FILM REVIEW: Criterion Collection
Director Marco Ferreri; Writers Ferreri and Sergio Bazzini; Cinematographer Mario Vulpiani; Starring Michel Piccoli, Anita Pallenberg, Annie Girardot; Length 95 minutes.

Seen at home (DVD), Wellington, Thursday 10 February 2022.

Criterion Sunday 501: Paris, Texas (1984)

The Criterion Collection had just released Wim Wenders’s other big 1980s feature film Wings of Desire before this one, and though Wenders had garnered a fair amount of attention for his 1970s German road movies, I think it’s Paris, Texas that remains his most well-loved. And it would be easy for me to try and dismiss this as I wanted to dismiss Wings of Desire but both have a depth and complexity that is more than their slightly sentimental stories of family and healing might on the surface suggest. Here we have the poise and emptiness of the desert setting, the mysterious entrance of Harry Dean Stanton’s Travis and the unfolding of his story. Familial love is important here — the love of his brother Walt (Dean Stockwell) for Travis, the love of Travis for his son Hunter (Hunter Carson, the screenwriter’s son), and even the love he seems to have, however fleetingly, for his ex-partner Jane (played by the much younger Nastassja Kinski). The relationship they had is only really ever hinted at — and it seems like it must have been a strange, strained one, possibly one rooted in drugs and nihilism — but the story becomes far more one about the child they had together and what is best for that child, and this is the moral quandary that Travis is dealing with. Wenders of course, along with cinematographer Robby Müller, do a beautiful job of framing this quest, and a climactic scene is almost perfectly blocked between Stanton and Kinski. But beyond the technical credits the acting is exactly right for the setting, and so the film remains iconic almost 40 years on.


FILM REVIEW: Criterion Collection
Director Wim Wenders; Writers L. K. Kit Carson and Sam Shepard; Cinematographer Robby Müller; Starring Harry Dean Stanton, Dean Stockwell, Hunter Carson, Nastassja Kinski, Aurore Clément; Length 147 minutes.

Seen at home (Blu-ray), Wellington, Sunday 30 January 2022 (and earlier on VHS at home, Wellington, December 2000).

Criterion Sunday 495: “The Golden Age of Television”

Back in the 1950s, a lot of filmmakers and actors made their breaks in filmed plays, initially an hour in length but later longer, both in the United States and in the UK too. Dramas were staged regularly, after a few weeks’ rehearsal, and shown live on television, mainly because pre-taping didn’t exist. However, it does seem as if they were filmed for posterity and while they may not be perfectly preserved, at least they do exist, unlike a lot of early television, which has been wiped forever. The Criterion’s set seems to follow the selections made for a repeat in 1981, and the introductions made at that time for each of the films are presented in this collection as well.

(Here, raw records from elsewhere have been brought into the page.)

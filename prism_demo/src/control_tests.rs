//! Unit tests for control.rs

use std::time::{Duration, Instant};

use super::*;
use prism_engine::prism::anim::{Anim, Timer};
use prism_engine::prism::device::mock_graphics_device::SharedMockDevice;
use prism_engine::prism::render::{Render, RenderConfig};

fn input_with(keys: &[KeyCode]) -> Input {
    let mut input = Input::new();
    for &key in keys {
        input.on_key(key, true);
    }
    input.response();
    input
}

#[test]
fn test_motion_idle_without_keys() {
    assert!(Motion::from_input(&Input::new()).is_idle());
}

#[test]
fn test_motion_axes() {
    let motion = Motion::from_input(&input_with(&[KeyCode::KeyW, KeyCode::KeyA, KeyCode::ArrowDown]));
    assert_eq!(motion, Motion { forward: 1.0, strafe: -1.0, lift: -1.0, turn: 0.0 });

    let motion = Motion::from_input(&input_with(&[KeyCode::KeyS, KeyCode::ArrowRight]));
    assert_eq!(motion, Motion { forward: -1.0, strafe: 0.0, lift: 0.0, turn: 1.0 });
}

#[test]
fn test_opposite_keys_cancel() {
    let motion = Motion::from_input(&input_with(&[KeyCode::KeyA, KeyCode::KeyD, KeyCode::ArrowLeft, KeyCode::ArrowRight]));
    assert!(motion.is_idle());
}

#[test]
fn test_shift_w_does_not_move() {
    let motion = Motion::from_input(&input_with(&[KeyCode::ShiftLeft, KeyCode::KeyW]));
    assert_eq!(motion.forward, 0.0);

    // Backward still works with shift held
    let motion = Motion::from_input(&input_with(&[KeyCode::ShiftLeft, KeyCode::KeyS]));
    assert_eq!(motion.forward, -1.0);
}

// ============================================================================
// Control unit
// ============================================================================

fn setup(shader_dir: &str) -> (Anim, SharedMockDevice) {
    let device = SharedMockDevice::new();
    let config = RenderConfig {
        shader_dir: std::env::temp_dir().join(shader_dir),
        ..Default::default()
    };
    let mut anim = Anim::new(Render::new(device.boxed(), &config));
    anim.init().unwrap();
    (anim, device)
}

/// Press `keys`, advance the timer by one second and run one response
fn step(ctx: &mut AnimContext, control: &mut Control, keys: &[KeyCode]) {
    let start = Instant::now();
    let paused = ctx.timer.is_pause();
    ctx.timer = Timer::starting_at(start);
    ctx.timer.set_pause(paused);
    ctx.timer.response_at(start + Duration::from_secs(1));

    for &key in keys {
        ctx.input.on_key(key, true);
    }
    ctx.input.response();
    control.response(ctx).unwrap();
    for &key in keys {
        ctx.input.on_key(key, false);
    }
    ctx.input.response();
}

#[test]
fn test_escape_requests_exit() {
    let (mut anim, _device) = setup("prism_control_tests_exit");
    let ctx = anim.context_mut();
    let mut control = Control::new();

    step(ctx, &mut control, &[]);
    assert!(!ctx.is_exit_requested());
    step(ctx, &mut control, &[KeyCode::Escape]);
    assert!(ctx.is_exit_requested());
}

#[test]
fn test_f_toggles_fullscreen_request() {
    let (mut anim, _device) = setup("prism_control_tests_fullscreen");
    let ctx = anim.context_mut();
    let mut control = Control::new();

    step(ctx, &mut control, &[KeyCode::KeyF]);
    assert_eq!(ctx.take_window_requests(false).fullscreen, Some(true));
    step(ctx, &mut control, &[KeyCode::KeyF]);
    assert_eq!(ctx.take_window_requests(true).fullscreen, Some(false));
}

#[test]
fn test_p_toggles_pause() {
    let (mut anim, _device) = setup("prism_control_tests_pause");
    let ctx = anim.context_mut();
    let mut control = Control::new();

    step(ctx, &mut control, &[KeyCode::KeyP]);
    assert!(ctx.timer.is_pause());
    step(ctx, &mut control, &[KeyCode::KeyP]);
    assert!(!ctx.timer.is_pause());
}

#[test]
fn test_shift_w_toggles_wireframe() {
    let (mut anim, _device) = setup("prism_control_tests_wireframe");
    let ctx = anim.context_mut();
    let mut control = Control::new();
    let loc = ctx.render.camera().loc();

    step(ctx, &mut control, &[KeyCode::ShiftLeft, KeyCode::KeyW]);
    assert!(ctx.render.is_wireframe());
    assert_eq!(ctx.render.camera().loc(), loc);

    // W alone moves instead
    step(ctx, &mut control, &[KeyCode::KeyW]);
    assert!(ctx.render.is_wireframe());

    step(ctx, &mut control, &[KeyCode::ShiftLeft, KeyCode::KeyW]);
    assert!(!ctx.render.is_wireframe());
}

#[test]
fn test_f5_reloads_shaders_from_disk() {
    let dir = std::env::temp_dir().join("prism_control_tests_reload");
    std::fs::create_dir_all(dir.join("flat")).unwrap();
    std::fs::write(dir.join("flat").join("vert.glsl"), "uniform mat4 WVP;").unwrap();
    std::fs::write(dir.join("flat").join("frag.glsl"), "uniform float Trans;").unwrap();

    let (mut anim, device) = setup("prism_control_tests_reload");
    let ctx = anim.context_mut();
    ctx.render.load_shader("flat").unwrap();
    let compiled = device.0.borrow().count("create_shader flat");

    let mut control = Control::new();
    step(ctx, &mut control, &[KeyCode::F5]);
    assert_eq!(device.0.borrow().count("create_shader flat"), compiled + 1);

    std::fs::remove_dir_all(&dir).ok();
}

#[test]
fn test_navigation_moves_while_paused() {
    let (mut anim, _device) = setup("prism_control_tests_paused_move");
    let ctx = anim.context_mut();
    ctx.timer.set_pause(true);
    let mut control = Control::new();

    let loc = ctx.render.camera().loc();
    let dir = ctx.render.camera().dir();
    step(ctx, &mut control, &[KeyCode::KeyW]);

    let moved = ctx.render.camera().loc() - loc;
    assert!((moved.length() - MOVE_SPEED).abs() < 1e-3, "{:?}", moved);
    assert!(moved.normalized().dot(dir) > 0.999);
}

#[test]
fn test_right_arrow_turns_right() {
    let (mut anim, _device) = setup("prism_control_tests_turn");
    let ctx = anim.context_mut();
    let mut control = Control::new();

    let loc = ctx.render.camera().loc();
    let dir = ctx.render.camera().dir();
    let right = ctx.render.camera().right();
    step(ctx, &mut control, &[KeyCode::ArrowRight]);
    assert_eq!(ctx.render.camera().loc(), loc);

    let turned = ctx.render.camera().dir();
    assert!(turned.dot(right) > 0.0, "{:?} turned away from {:?}", turned, right);
    assert!((turned.dot(dir) - TURN_SPEED.to_radians().cos()).abs() < 1e-3);
}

The first film in the collection, 1953’s Marty, is also the one which went on to greatest acclaim later, remade two years later as a feature which swept most of the major Academy Awards for that year (Best Picture, Best Director, Best Actor and Best Screenplay). Looking back at the original TV production at almost 70 years’ distance, it feels as if this is a cute twist on the idea that women are constantly pestered for marriage, but flipping it on its head: here it is the lumpen titular character (Rod Steiger), nearing the age of 40, who is constantly pestered as to when he’s getting married. He has a large Catholic family, and all of them seem to have been paired off, but the problem is: he’s perceived as ugly. Perhaps that’s just the fishbowl lenses of these clunky old TV cameras (they add more than 10 pounds), but at least he’s not a “dog”, as seems to be the insult for unattractive women (the ones we see don’t seem to have weight issues like Marty). It’s hard to find oneself in these old dramas, of course; Marty, for all his unluckiness in love, is also a little bit too persistent and comes across at times as rather an unlikeable character, prone to mumbling then shouting, liable to press for a kiss a little too eagerly. Still, we’re encouraged to be on his side, and I suppose there is an empathy developed for his character. The primitive technology is used nicely by the director for some dramatic camera movements, but mostly this sticks to the play-on-screen format with a tight structure (the complaints of Marty are matched nicely with the moaning of the mothers about their sons abandoning them, though the expected roles for women remain very much of the period) and a small number of settings for the action.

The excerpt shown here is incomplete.